_Aim of the task_:
Each of the entries should be output exactly, with nothing left out.

_Given records_:

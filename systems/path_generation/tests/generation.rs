use std::collections::{BTreeSet, VecDeque};

use tower_siege_core::{CellCoord, Side, TILE_COLUMNS, TILE_ROWS};
use tower_siege_system_path_generation::{
    generate_path, generate_path_with_entry, generate_tile_route, pick_border_point,
    sort_by_angle, CampaignWorld, PathEntry, SeededRng,
};

fn reachable(cells: &BTreeSet<CellCoord>, from: CellCoord) -> BTreeSet<CellCoord> {
    let mut seen = BTreeSet::new();
    let mut queue = VecDeque::from([from]);
    let _ = seen.insert(from);
    while let Some(cell) = queue.pop_front() {
        for neighbor in cell.orthogonal_neighbors() {
            if cells.contains(&neighbor) && seen.insert(neighbor) {
                queue.push_back(neighbor);
            }
        }
    }
    seen
}

#[test]
fn single_tile_paths_are_deterministic() {
    for seed in [0, 42, 1_000, 99_999] {
        assert_eq!(generate_path(seed), generate_path(seed));
        assert_eq!(
            generate_path_with_entry(seed, PathEntry::default()),
            generate_path_with_entry(seed, PathEntry::default())
        );
    }
}

#[test]
fn single_tile_paths_are_connected_from_entry_to_exit() {
    for seed in 0..200 {
        let path = generate_path(seed);
        let region = reachable(path.cells(), CellCoord::new(0, 1));
        assert_eq!(region.len(), path.cells().len(), "seed {seed} has gaps");
        assert!(region.contains(&CellCoord::new(TILE_COLUMNS - 1, TILE_ROWS - 2)));
    }
}

#[test]
fn legacy_paths_are_connected() {
    for seed in 0..100 {
        let entry = PathEntry {
            row: Some(3),
            column: None,
        };
        let path = generate_path_with_entry(seed, entry);
        let region = reachable(path.cells(), CellCoord::new(0, 3));
        assert_eq!(region.len(), path.cells().len(), "seed {seed} has gaps");
    }
}

#[test]
fn waypoints_are_axis_aligned_cell_centers() {
    let path = generate_path(31_337);
    let inner = &path.waypoints()[1..path.waypoints().len() - 1];
    for pair in inner.windows(2) {
        assert!(pair[0].x == pair[1].x || pair[0].y == pair[1].y);
    }
    for point in inner {
        let cell = CellCoord::containing(*point);
        assert_eq!(cell.center(), *point);
        assert!(path.contains(cell));
    }
}

#[test]
fn tile_routes_connect_every_border_point() {
    let mut rng = SeededRng::new(2024);
    for seed in 0..60 {
        let mut points: Vec<_> = Side::ALL
            .iter()
            .map(|side| pick_border_point(*side, &mut rng))
            .collect();
        sort_by_angle(&mut points);
        let route = generate_tile_route(seed, &points);
        let region = reachable(route.path.cells(), points[0].cell);
        assert_eq!(region.len(), route.path.cells().len(), "seed {seed} has gaps");
        for point in &points {
            assert!(region.contains(&point.cell));
        }
        assert_eq!(route.segment_waypoints.len(), points.len() - 1);
    }
}

#[test]
fn campaign_preview_is_deterministic() {
    let first = CampaignWorld::preview(42, 3);
    let second = CampaignWorld::preview(42, 3);
    assert_eq!(first, second);
    assert_eq!(first.tiles().len(), 25);
    assert_ne!(first, CampaignWorld::preview(43, 3));
}

#[test]
fn adjacent_tiles_share_one_crossing_coordinate() {
    let world = CampaignWorld::preview(7, 3);
    let tiles = world.tiles();
    for tile in tiles {
        for side in Side::ALL {
            let (dx, dy) = side.step();
            let Some(neighbor) = tiles
                .iter()
                .find(|other| other.spiral == (tile.spiral.0 + dx, tile.spiral.1 + dy))
            else {
                continue;
            };
            let ours: Vec<_> = tile.border_points.iter().filter(|p| p.side == side).collect();
            let theirs: Vec<_> = neighbor
                .border_points
                .iter()
                .filter(|p| p.side == side.opposite())
                .collect();
            assert_eq!(ours.len(), 1);
            assert_eq!(theirs.len(), 1);
            match side {
                Side::Left | Side::Right => assert_eq!(ours[0].cell.row(), theirs[0].cell.row()),
                Side::Top | Side::Bottom => {
                    assert_eq!(ours[0].cell.column(), theirs[0].cell.column())
                }
            }
        }
    }
}

#[test]
fn appended_tiles_mirror_their_neighbours() {
    let mut world = CampaignWorld::new(42);
    let mut seed = world.seed_cursor();
    for _ in 0..6 {
        seed = seed * 3 + 17;
        let _ = world.append_tile(seed);
    }
    assert_eq!(world.tiles().len(), 7);
    assert_eq!(world.seed_cursor(), seed);

    let tiles = world.tiles();
    for tile in tiles {
        for point in &tile.border_points {
            let (dx, dy) = point.side.step();
            if let Some(neighbor) = tiles
                .iter()
                .find(|other| other.spiral == (tile.spiral.0 + dx, tile.spiral.1 + dy))
            {
                let facing = neighbor
                    .border_points
                    .iter()
                    .find(|p| p.side == point.side.opposite())
                    .copied();
                assert_eq!(facing, Some(point.mirrored()));
            }
        }
    }
}

#[test]
fn composite_path_unions_tiles_and_routes_end_at_the_base_hub() {
    let mut world = CampaignWorld::new(11);
    let _ = world.append_tile(50);
    let _ = world.append_tile(167);

    let union: usize = world.tiles().iter().map(|tile| tile.path.cells().len()).sum();
    assert_eq!(world.composite_path().cells().len(), union);
    assert_eq!(
        world.composite_path().waypoints(),
        world.tiles()[2].path.waypoints()
    );

    let hub = world.tiles()[0].path.midpoint();
    assert!(!world.spawn_routes().is_empty());
    for route in world.spawn_routes() {
        assert_eq!(route.last().copied(), hub);
        assert!(route.len() >= 2);
    }
    for tile in world.tiles() {
        assert!(world.contains(tile.spawn_cell));
    }
}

_The answer_:
filename systems/path_generation/tests/generation.rs
use std::collections::{BTreeSet, VecDeque};

use tower_siege_core::{CellCoord, Side, TILE_COLUMNS, TILE_ROWS};
use tower_siege_system_path_generation::{
    generate_path, generate_path_with_entry, generate_tile_route, pick_border_point,
    sort_by_angle, CampaignWorld, PathEntry, SeededRng,
};

fn reachable(cells: &BTreeSet<CellCoord>, from: CellCoord) -> BTreeSet<CellCoord> {
    let mut seen = BTreeSet::new();
    let mut queue = VecDeque::from([from]);
    let _ = seen.insert(from);
    while let Some(cell) = queue.pop_front() {
        for neighbor in cell.orthogonal_neighbors() {
            if cells.contains(&neighbor) && seen.insert(neighbor) {
                queue.push_back(neighbor);
            }
        }
    }
    seen
}

#[test]
fn single_tile_paths_are_deterministic() {
    for seed in [0, 42, 1_000, 99_999] {
        assert_eq!(generate_path(seed), generate_path(seed));
        assert_eq!(
            generate_path_with_entry(seed, PathEntry::default()),
            generate_path_with_entry(seed, PathEntry::default())
        );
    }
}

#[test]
fn single_tile_paths_are_connected_from_entry_to_exit() {
    for seed in 0..200 {
        let path = generate_path(seed);
        let region = reachable(path.cells(), CellCoord::new(0, 1));
        assert_eq!(region.len(), path.cells().len(), "seed {seed} has gaps");
        assert!(region.contains(&CellCoord::new(TILE_COLUMNS - 1, TILE_ROWS - 2)));
    }
}

#[test]
fn legacy_paths_are_connected() {
    for seed in 0..100 {
        let entry = PathEntry {
            row: Some(3),
            column: None,
        };
        let path = generate_path_with_entry(seed, entry);
        let region = reachable(path.cells(), CellCoord::new(0, 3));
        assert_eq!(region.len(), path.cells().len(), "seed {seed} has gaps");
    }
}

#[test]
fn waypoints_are_axis_aligned_cell_centers() {
    let path = generate_path(31_337);
    let inner = &path.waypoints()[1..path.waypoints().len() - 1];
    for pair in inner.windows(2) {
        assert!(pair[0].x == pair[1].x || pair[0].y == pair[1].y);
    }
    for point in inner {
        let cell = CellCoord::containing(*point);
        assert_eq!(cell.center(), *point);
        assert!(path.contains(cell));
    }
}

#[test]
fn tile_routes_connect_every_border_point() {
    let mut rng = SeededRng::new(2024);
    for seed in 0..60 {
        let mut points: Vec<_> = Side::ALL
            .iter()
            .map(|side| pick_border_point(*side, &mut rng))
            .collect();
        sort_by_angle(&mut points);
        let route = generate_tile_route(seed, &points);
        let region = reachable(route.path.cells(), points[0].cell);
        assert_eq!(region.len(), route.path.cells().len(), "seed {seed} has gaps");
        for point in &points {
            assert!(region.contains(&point.cell));
        }
        assert_eq!(route.segment_waypoints.len(), points.len() - 1);
    }
}

#[test]
fn campaign_preview_is_deterministic() {
    let first = CampaignWorld::preview(42, 3);
    let second = CampaignWorld::preview(42, 3);
    assert_eq!(first, second);
    assert_eq!(first.tiles().len(), 25);
    assert_ne!(first, CampaignWorld::preview(43, 3));
}

#[test]
fn adjacent_tiles_share_one_crossing_coordinate() {
    let world = CampaignWorld::preview(7, 3);
    let tiles = world.tiles();
    for tile in tiles {
        for side in Side::ALL {
            let (dx, dy) = side.step();
            let Some(neighbor) = tiles
                .iter()
                .find(|other| other.spiral == (tile.spiral.0 + dx, tile.spiral.1 + dy))
            else {
                continue;
            };
            let ours: Vec<_> = tile.border_points.iter().filter(|p| p.side == side).collect();
            let theirs: Vec<_> = neighbor
                .border_points
                .iter()
                .filter(|p| p.side == side.opposite())
                .collect();
            assert_eq!(ours.len(), 1);
            assert_eq!(theirs.len(), 1);
            match side {
                Side::Left | Side::Right => assert_eq!(ours[0].cell.row(), theirs[0].cell.row()),
                Side::Top | Side::Bottom => {
                    assert_eq!(ours[0].cell.column(), theirs[0].cell.column())
                }
            }
        }
    }
}

#[test]
fn appended_tiles_mirror_their_neighbours() {
    let mut world = CampaignWorld::new(42);
    let mut seed = world.seed_cursor();
    for _ in 0..6 {
        seed = seed * 3 + 17;
        let _ = world.append_tile(seed);
    }
    assert_eq!(world.tiles().len(), 7);
    assert_eq!(world.seed_cursor(), seed);

    let tiles = world.tiles();
    for tile in tiles {
        for point in &tile.border_points {
            let (dx, dy) = point.side.step();
            if let Some(neighbor) = tiles
                .iter()
                .find(|other| other.spiral == (tile.spiral.0 + dx, tile.spiral.1 + dy))
            {
                let facing = neighbor
                    .border_points
                    .iter()
                    .find(|p| p.side == point.side.opposite())
                    .copied();
                assert_eq!(facing, Some(point.mirrored()));
            }
        }
    }
}

#[test]
fn composite_path_unions_tiles_and_routes_end_at_the_base_hub() {
    let mut world = CampaignWorld::new(11);
    let _ = world.append_tile(50);
    let _ = world.append_tile(167);

    let union: usize = world.tiles().iter().map(|tile| tile.path.cells().len()).sum();
    assert_eq!(world.composite_path().cells().len(), union);
    assert_eq!(
        world.composite_path().waypoints(),
        world.tiles()[2].path.waypoints()
    );

    let hub = world.tiles()[0].path.midpoint();
    assert!(!world.spawn_routes().is_empty());
    for route in world.spawn_routes() {
        assert_eq!(route.last().copied(), hub);
        assert!(route.len() >= 2);
    }
    for tile in world.tiles() {
        assert!(world.contains(tile.spawn_cell));
    }
}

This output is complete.